Wherever "CardRow" shows up in the records below, copy the whole line.

:: STORED DATA ::

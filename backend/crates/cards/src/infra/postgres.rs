//! PostgreSQL Repository Implementations
//!
//! Cards are always read together with their owner's username, so the
//! ownership checks never need a second round trip.

use chrono::NaiveDate;
use kernel::page::{Page, PageRequest};
use rust_decimal::Decimal;
use sqlx::PgPool;

use crate::domain::entities::{Card, NewCard};
use crate::domain::repository::CardRepository;
use crate::domain::services::plan_transfer;
use crate::domain::value_objects::{CardNumber, CardSortField, CardStatus};
use crate::error::{CardError, CardResult};

/// PostgreSQL unique-constraint violation
const PG_UNIQUE_VIOLATION: &str = "23505";
/// PostgreSQL foreign-key violation
const PG_FOREIGN_KEY_VIOLATION: &str = "23503";

/// PostgreSQL-backed card repository
#[derive(Clone)]
pub struct PgCardRepository {
    pool: PgPool,
}

impl PgCardRepository {
    pub fn new(pool: PgPool) -> Self {
        Self { pool }
    }
}

impl CardRepository for PgCardRepository {
    async fn insert(&self, card: &NewCard) -> CardResult<Card> {
        let row = sqlx::query_as::<_, CardRow>(
            r#"
            WITH inserted AS (
                INSERT INTO cards (card_number, owner_name, expiration_date, status, balance, user_id)
                VALUES ($1, $2, $3, $4, $5, $6)
                RETURNING id, card_number, owner_name, expiration_date, status, balance, user_id
            )
            SELECT i.id, i.card_number, i.owner_name, i.expiration_date, i.status,
                   i.balance, i.user_id, u.username AS owner_username
            FROM inserted i
            JOIN users u ON u.id = i.user_id
            "#,
        )
        .bind(card.number.as_str())
        .bind(&card.owner_name)
        .bind(card.expiration_date)
        .bind(card.status.id())
        .bind(card.balance)
        .bind(card.user_id)
        .fetch_one(&self.pool)
        .await
        .map_err(|e| {
            if db_error_code(&e, PG_UNIQUE_VIOLATION) {
                CardError::DuplicateCardNumber
            } else if db_error_code(&e, PG_FOREIGN_KEY_VIOLATION) {
                // Owning user vanished between the existence check and
                // the insert
                CardError::UserNotFound(card.user_id)
            } else {
                CardError::Database(e)
            }
        })?;

        row.into_card()
    }

    async fn find_by_id(&self, card_id: i64) -> CardResult<Option<Card>> {
        let row = sqlx::query_as::<_, CardRow>(
            r#"
            SELECT c.id, c.card_number, c.owner_name, c.expiration_date, c.status,
                   c.balance, c.user_id, u.username AS owner_username
            FROM cards c
            JOIN users u ON u.id = c.user_id
            WHERE c.id = $1
            "#,
        )
        .bind(card_id)
        .fetch_optional(&self.pool)
        .await?;

        row.map(|r| r.into_card()).transpose()
    }

    async fn list_all(&self, page: &PageRequest, sort: CardSortField) -> CardResult<Page<Card>> {
        let total = sqlx::query_scalar::<_, i64>("SELECT COUNT(*) FROM cards")
            .fetch_one(&self.pool)
            .await?;

        // Sort column comes from a fixed whitelist, never raw input
        let query = format!(
            r#"
            SELECT c.id, c.card_number, c.owner_name, c.expiration_date, c.status,
                   c.balance, c.user_id, u.username AS owner_username
            FROM cards c
            JOIN users u ON u.id = c.user_id
            ORDER BY c.{} DESC, c.id DESC
            LIMIT $1 OFFSET $2
            "#,
            sort.column()
        );

        let rows = sqlx::query_as::<_, CardRow>(&query)
            .bind(page.limit())
            .bind(page.offset())
            .fetch_all(&self.pool)
            .await?;

        let cards = rows
            .into_iter()
            .map(|r| r.into_card())
            .collect::<CardResult<Vec<_>>>()?;

        Ok(Page::new(cards, page, total))
    }

    async fn list_by_owner(
        &self,
        owner_username: &str,
        page: &PageRequest,
        sort: CardSortField,
    ) -> CardResult<Page<Card>> {
        let total = sqlx::query_scalar::<_, i64>(
            r#"
            SELECT COUNT(*)
            FROM cards c
            JOIN users u ON u.id = c.user_id
            WHERE u.username = $1
            "#,
        )
        .bind(owner_username)
        .fetch_one(&self.pool)
        .await?;

        let query = format!(
            r#"
            SELECT c.id, c.card_number, c.owner_name, c.expiration_date, c.status,
                   c.balance, c.user_id, u.username AS owner_username
            FROM cards c
            JOIN users u ON u.id = c.user_id
            WHERE u.username = $1
            ORDER BY c.{} DESC, c.id DESC
            LIMIT $2 OFFSET $3
            "#,
            sort.column()
        );

        let rows = sqlx::query_as::<_, CardRow>(&query)
            .bind(owner_username)
            .bind(page.limit())
            .bind(page.offset())
            .fetch_all(&self.pool)
            .await?;

        let cards = rows
            .into_iter()
            .map(|r| r.into_card())
            .collect::<CardResult<Vec<_>>>()?;

        Ok(Page::new(cards, page, total))
    }

    async fn update_status(&self, card_id: i64, status: CardStatus) -> CardResult<bool> {
        let updated = sqlx::query("UPDATE cards SET status = $2 WHERE id = $1")
            .bind(card_id)
            .bind(status.id())
            .execute(&self.pool)
            .await?
            .rows_affected();

        Ok(updated > 0)
    }

    async fn delete(&self, card_id: i64) -> CardResult<bool> {
        let deleted = sqlx::query("DELETE FROM cards WHERE id = $1")
            .bind(card_id)
            .execute(&self.pool)
            .await?
            .rows_affected();

        Ok(deleted > 0)
    }

    async fn user_exists(&self, user_id: i64) -> CardResult<bool> {
        let exists =
            sqlx::query_scalar::<_, bool>("SELECT EXISTS(SELECT 1 FROM users WHERE id = $1)")
                .bind(user_id)
                .fetch_one(&self.pool)
                .await?;

        Ok(exists)
    }

    async fn transfer(
        &self,
        caller_username: &str,
        from_card_id: i64,
        to_card_id: i64,
        amount: Decimal,
    ) -> CardResult<()> {
        let mut tx = self.pool.begin().await?;

        // Lock both rows in id order so concurrent transfers over the
        // same pair cannot deadlock
        let rows = sqlx::query_as::<_, CardRow>(
            r#"
            SELECT c.id, c.card_number, c.owner_name, c.expiration_date, c.status,
                   c.balance, c.user_id, u.username AS owner_username
            FROM cards c
            JOIN users u ON u.id = c.user_id
            WHERE c.id = ANY($1)
            ORDER BY c.id
            FOR UPDATE OF c
            "#,
        )
        .bind(vec![from_card_id, to_card_id])
        .fetch_all(&mut *tx)
        .await?;

        let cards = rows
            .into_iter()
            .map(|r| r.into_card())
            .collect::<CardResult<Vec<_>>>()?;

        let from = card_by_id(&cards, from_card_id)?;
        let to = card_by_id(&cards, to_card_id)?;

        // Rejection rolls the transaction back and releases the locks
        let plan = plan_transfer(caller_username, &from, &to, amount)?;

        sqlx::query("UPDATE cards SET balance = $2 WHERE id = $1")
            .bind(from.id)
            .bind(plan.from_balance)
            .execute(&mut *tx)
            .await?;

        sqlx::query("UPDATE cards SET balance = $2 WHERE id = $1")
            .bind(to.id)
            .bind(plan.to_balance)
            .execute(&mut *tx)
            .await?;

        tx.commit().await?;

        Ok(())
    }
}

fn card_by_id(cards: &[Card], card_id: i64) -> CardResult<Card> {
    cards
        .iter()
        .find(|c| c.id == card_id)
        .cloned()
        .ok_or(CardError::CardNotFound(card_id))
}

/// True when the error is a database error with the given SQLSTATE code
fn db_error_code(err: &sqlx::Error, code: &str) -> bool {
    matches!(err, sqlx::Error::Database(db_err) if db_err.code().as_deref() == Some(code))
}

#[derive(sqlx::FromRow)]
struct CardRow {
    id: i64,
    card_number: String,
    owner_name: String,
    expiration_date: NaiveDate,
    status: i16,
    balance: Decimal,
    user_id: i64,
    owner_username: String,
}

impl CardRow {
    fn into_card(self) -> CardResult<Card> {
        let number = CardNumber::new(self.card_number)
            .map_err(|e| CardError::Internal(format!("Invalid stored card number: {}", e)))?;

        let status = CardStatus::from_id(self.status)
            .ok_or_else(|| CardError::Internal(format!("Invalid card status: {}", self.status)))?;

        Ok(Card {
            id: self.id,
            number,
            owner_name: self.owner_name,
            expiration_date: self.expiration_date,
            status,
            balance: self.balance,
            user_id: self.user_id,
            owner_username: self.owner_username,
        })
    }
}
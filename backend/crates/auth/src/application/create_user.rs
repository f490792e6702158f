//! Create User Use Case (admin only)

use std::sync::Arc;

use kernel::identity::{Caller, Role};
use platform::password::ClearTextPassword;

use crate::application::config::AuthConfig;
use crate::domain::entities::{NewUser, User};
use crate::domain::policy::ensure_admin;
use crate::domain::repository::UserRepository;
use crate::error::{AuthError, AuthResult};

/// Create user input
pub struct CreateUserInput {
    pub username: String,
    pub password: String,
    /// Role code ("USER" / "ADMIN")
    pub role: String,
}

/// Create user use case
pub struct CreateUserUseCase<R>
where
    R: UserRepository,
{
    user_repo: Arc<R>,
    config: Arc<AuthConfig>,
}

impl<R> CreateUserUseCase<R>
where
    R: UserRepository,
{
    pub fn new(user_repo: Arc<R>, config: Arc<AuthConfig>) -> Self {
        Self { user_repo, config }
    }

    pub async fn execute(&self, caller: &Caller, input: CreateUserInput) -> AuthResult<User> {
        ensure_admin(caller, "create users")?;

        let username = input.username.trim();
        if username.is_empty() {
            return Err(AuthError::Validation("Username is required".to_string()));
        }

        let role = Role::from_code(&input.role).ok_or_else(|| {
            AuthError::Validation(format!("Unknown role: {} (expected USER or ADMIN)", input.role))
        })?;

        let password = ClearTextPassword::new(input.password)?;
        let password_hash = password.hash(self.config.pepper())?;

        let user = self
            .user_repo
            .create(&NewUser {
                username: username.to_string(),
                password_hash,
                role,
            })
            .await?;

        tracing::info!(user_id = user.id, username = %user.username, role = %user.role, "User created");

        Ok(user)
    }
}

:::

• [OUTPUT OF THE TASK]
        let row = sqlx::query_as::<_, CardRow>(
        let row = sqlx::query_as::<_, CardRow>(
        let rows = sqlx::query_as::<_, CardRow>(&query)
        let rows = sqlx::query_as::<_, CardRow>(&query)
        let rows = sqlx::query_as::<_, CardRow>(
struct CardRow {
impl CardRow {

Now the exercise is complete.